*** Data to examine
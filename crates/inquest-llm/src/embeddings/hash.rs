//! Hash-based embedding provider
//!
//! Implements the hashing trick: tokens (unigrams, bigrams, trigrams) are
//! hashed to a position and sign in a fixed-size vector, which is then
//! L2-normalized. No network, no model files, deterministic output. Works
//! well for short text like search queries, at the cost of noisier vectors
//! than a neural embedder — hence the low recommended threshold.

use async_trait::async_trait;
use inquest_core::{EmbeddingProvider, EmbeddingResult};
use sha2::{Digest, Sha256};

pub const HASH_DIMENSIONS: usize = 256;

/// Zero-dependency hashing-trick vectorizer
#[derive(Debug, Clone)]
pub struct HashEmbedding {
    dimensions: usize,
}

impl HashEmbedding {
    pub fn new() -> Self {
        Self {
            dimensions: HASH_DIMENSIONS,
        }
    }

    pub fn with_dimensions(dimensions: usize) -> Self {
        Self {
            dimensions: dimensions.max(1),
        }
    }

    /// Tokenize into unigrams, bigrams, and trigrams over lowercased,
    /// punctuation-stripped words.
    fn tokenize(text: &str) -> Vec<String> {
        let cleaned: String = text
            .to_lowercase()
            .chars()
            .map(|c| if c.is_alphanumeric() || c.is_whitespace() { c } else { ' ' })
            .collect();
        let words: Vec<&str> = cleaned.split_whitespace().collect();

        let mut tokens: Vec<String> = words.iter().map(|w| w.to_string()).collect();

        for pair in words.windows(2) {
            tokens.push(format!("{}_{}", pair[0], pair[1]));
        }
        for triple in words.windows(3) {
            tokens.push(format!("{}_{}_{}", triple[0], triple[1], triple[2]));
        }

        tokens
    }

    fn embed_sync(&self, text: &str) -> Vec<f32> {
        let mut vec = vec![0.0f32; self.dimensions];
        let tokens = Self::tokenize(text);
        if tokens.is_empty() {
            return vec;
        }

        for token in &tokens {
            let digest = Sha256::digest(token.as_bytes());
            let pos = u32::from_be_bytes([digest[0], digest[1], digest[2], digest[3]]) as usize
                % self.dimensions;
            let sign = if u32::from_be_bytes([digest[4], digest[5], digest[6], digest[7]]) % 2 == 0
            {
                1.0
            } else {
                -1.0
            };
            vec[pos] += sign;
        }

        let norm: f32 = vec.iter().map(|v| v * v).sum::<f32>().sqrt();
        if norm > 0.0 {
            for v in &mut vec {
                *v /= norm;
            }
        }
        vec
    }
}

impl Default for HashEmbedding {
    fn default() -> Self {
        Self::new()
    }
}

#[async_trait]
impl EmbeddingProvider for HashEmbedding {
    fn dimensions(&self) -> usize {
        self.dimensions
    }

    fn recommended_threshold(&self) -> f32 {
        // Hash vectors produce much lower absolute cosine values than
        // neural embeddings.
        0.20
    }

    async fn embed(&self, text: &str) -> EmbeddingResult<Vec<f32>> {
        Ok(self.embed_sync(text))
    }

    fn name(&self) -> &str {
        "hash"
    }
}

#[cfg(test)]
mod tests {
    use super::*;
    use inquest_core::cosine_similarity;

    #[tokio::test]
    async fn embedding_is_deterministic() {
        let provider = HashEmbedding::new();
        let a = provider.embed("quantum computing basics").await.unwrap();
        let b = provider.embed("quantum computing basics").await.unwrap();
        assert_eq!(a, b);
        assert_eq!(a.len(), HASH_DIMENSIONS);
    }

    #[tokio::test]
    async fn different_text_gives_different_vectors() {
        let provider = HashEmbedding::new();
        let a = provider.embed("quantum computing").await.unwrap();
        let b = provider.embed("cooking recipes").await.unwrap();
        assert_ne!(a, b);
    }

    #[tokio::test]
    async fn similar_text_scores_higher_than_dissimilar() {
        let provider = HashEmbedding::new();
        let base = provider.embed("quantum computing basics").await.unwrap();
        let similar = provider
            .embed("introduction to quantum computing")
            .await
            .unwrap();
        let different = provider
            .embed("best chocolate cake recipe")
            .await
            .unwrap();

        assert!(cosine_similarity(&base, &similar) > cosine_similarity(&base, &different));
    }

    #[tokio::test]
    async fn empty_string_is_zero_vector() {
        let provider = HashEmbedding::new();
        let vec = provider.embed("").await.unwrap();
        assert_eq!(vec.len(), HASH_DIMENSIONS);
        assert!(vec.iter().all(|v| *v == 0.0));
    }

    #[tokio::test]
    async fn vector_is_l2_normalized() {
        let provider = HashEmbedding::new();
        let vec = provider.embed("some nontrivial query text").await.unwrap();
        let norm: f32 = vec.iter().map(|v| v * v).sum::<f32>().sqrt();
        assert!((norm - 1.0).abs() < 1e-5);
    }

    #[test]
    fn tokenize_includes_ngrams() {
        let tokens = HashEmbedding::tokenize("Quantum Computing Basics");
        assert!(tokens.contains(&"quantum".to_string()));
        assert!(tokens.contains(&"quantum_computing".to_string()));
        assert!(tokens.contains(&"quantum_computing_basics".to_string()));
    }

    #[test]
    fn threshold_is_low_for_noisy_vectors() {
        let provider = HashEmbedding::new();
        assert!((provider.recommended_threshold() - 0.20).abs() < f32::EPSILON);
    }
}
******
Produce a verbatim copy of each record above.

filename crates/inquest-llm/src/embeddings/hash.rs
//! Hash-based embedding provider
//!
//! Implements the hashing trick: tokens (unigrams, bigrams, trigrams) are
//! hashed to a position and sign in a fixed-size vector, which is then
//! L2-normalized. No network, no model files, deterministic output. Works
//! well for short text like search queries, at the cost of noisier vectors
//! than a neural embedder — hence the low recommended threshold.

use async_trait::async_trait;
use inquest_core::{EmbeddingProvider, EmbeddingResult};
use sha2::{Digest, Sha256};

pub const HASH_DIMENSIONS: usize = 256;

/// Zero-dependency hashing-trick vectorizer
#[derive(Debug, Clone)]
pub struct HashEmbedding {
    dimensions: usize,
}

impl HashEmbedding {
    pub fn new() -> Self {
        Self {
            dimensions: HASH_DIMENSIONS,
        }
    }

    pub fn with_dimensions(dimensions: usize) -> Self {
        Self {
            dimensions: dimensions.max(1),
        }
    }

    /// Tokenize into unigrams, bigrams, and trigrams over lowercased,
    /// punctuation-stripped words.
    fn tokenize(text: &str) -> Vec<String> {
        let cleaned: String = text
            .to_lowercase()
            .chars()
            .map(|c| if c.is_alphanumeric() || c.is_whitespace() { c } else { ' ' })
            .collect();
        let words: Vec<&str> = cleaned.split_whitespace().collect();

        let mut tokens: Vec<String> = words.iter().map(|w| w.to_string()).collect();

        for pair in words.windows(2) {
            tokens.push(format!("{}_{}", pair[0], pair[1]));
        }
        for triple in words.windows(3) {
            tokens.push(format!("{}_{}_{}", triple[0], triple[1], triple[2]));
        }

        tokens
    }

    fn embed_sync(&self, text: &str) -> Vec<f32> {
        let mut vec = vec![0.0f32; self.dimensions];
        let tokens = Self::tokenize(text);
        if tokens.is_empty() {
            return vec;
        }

        for token in &tokens {
            let digest = Sha256::digest(token.as_bytes());
            let pos = u32::from_be_bytes([digest[0], digest[1], digest[2], digest[3]]) as usize
                % self.dimensions;
            let sign = if u32::from_be_bytes([digest[4], digest[5], digest[6], digest[7]]) % 2 == 0
            {
                1.0
            } else {
                -1.0
            };
            vec[pos] += sign;
        }

        let norm: f32 = vec.iter().map(|v| v * v).sum::<f32>().sqrt();
        if norm > 0.0 {
            for v in &mut vec {
                *v /= norm;
            }
        }
        vec
    }
}

impl Default for HashEmbedding {
    fn default() -> Self {
        Self::new()
    }
}

#[async_trait]
impl EmbeddingProvider for HashEmbedding {
    fn dimensions(&self) -> usize {
        self.dimensions
    }

    fn recommended_threshold(&self) -> f32 {
        // Hash vectors produce much lower absolute cosine values than
        // neural embeddings.
        0.20
    }

    async fn embed(&self, text: &str) -> EmbeddingResult<Vec<f32>> {
        Ok(self.embed_sync(text))
    }

    fn name(&self) -> &str {
        "hash"
    }
}

#[cfg(test)]
mod tests {
    use super::*;
    use inquest_core::cosine_similarity;

    #[tokio::test]
    async fn embedding_is_deterministic() {
        let provider = HashEmbedding::new();
        let a = provider.embed("quantum computing basics").await.unwrap();
        let b = provider.embed("quantum computing basics").await.unwrap();
        assert_eq!(a, b);
        assert_eq!(a.len(), HASH_DIMENSIONS);
    }

    #[tokio::test]
    async fn different_text_gives_different_vectors() {
        let provider = HashEmbedding::new();
        let a = provider.embed("quantum computing").await.unwrap();
        let b = provider.embed("cooking recipes").await.unwrap();
        assert_ne!(a, b);
    }

    #[tokio::test]
    async fn similar_text_scores_higher_than_dissimilar() {
        let provider = HashEmbedding::new();
        let base = provider.embed("quantum computing basics").await.unwrap();
        let similar = provider
            .embed("introduction to quantum computing")
            .await
            .unwrap();
        let different = provider
            .embed("best chocolate cake recipe")
            .await
            .unwrap();

        assert!(cosine_similarity(&base, &similar) > cosine_similarity(&base, &different));
    }

    #[tokio::test]
    async fn empty_string_is_zero_vector() {
        let provider = HashEmbedding::new();
        let vec = provider.embed("").await.unwrap();
        assert_eq!(vec.len(), HASH_DIMENSIONS);
        assert!(vec.iter().all(|v| *v == 0.0));
    }

    #[tokio::test]
    async fn vector_is_l2_normalized() {
        let provider = HashEmbedding::new();
        let vec = provider.embed("some nontrivial query text").await.unwrap();
        let norm: f32 = vec.iter().map(|v| v * v).sum::<f32>().sqrt();
        assert!((norm - 1.0).abs() < 1e-5);
    }

    #[test]
    fn tokenize_includes_ngrams() {
        let tokens = HashEmbedding::tokenize("Quantum Computing Basics");
        assert!(tokens.contains(&"quantum".to_string()));
        assert!(tokens.contains(&"quantum_computing".to_string()));
        assert!(tokens.contains(&"quantum_computing_basics".to_string()));
    }

    #[test]
    fn threshold_is_low_for_noisy_vectors() {
        let provider = HashEmbedding::new();
        assert!((provider.recommended_threshold() - 0.20).abs() < f32::EPSILON);
    }
}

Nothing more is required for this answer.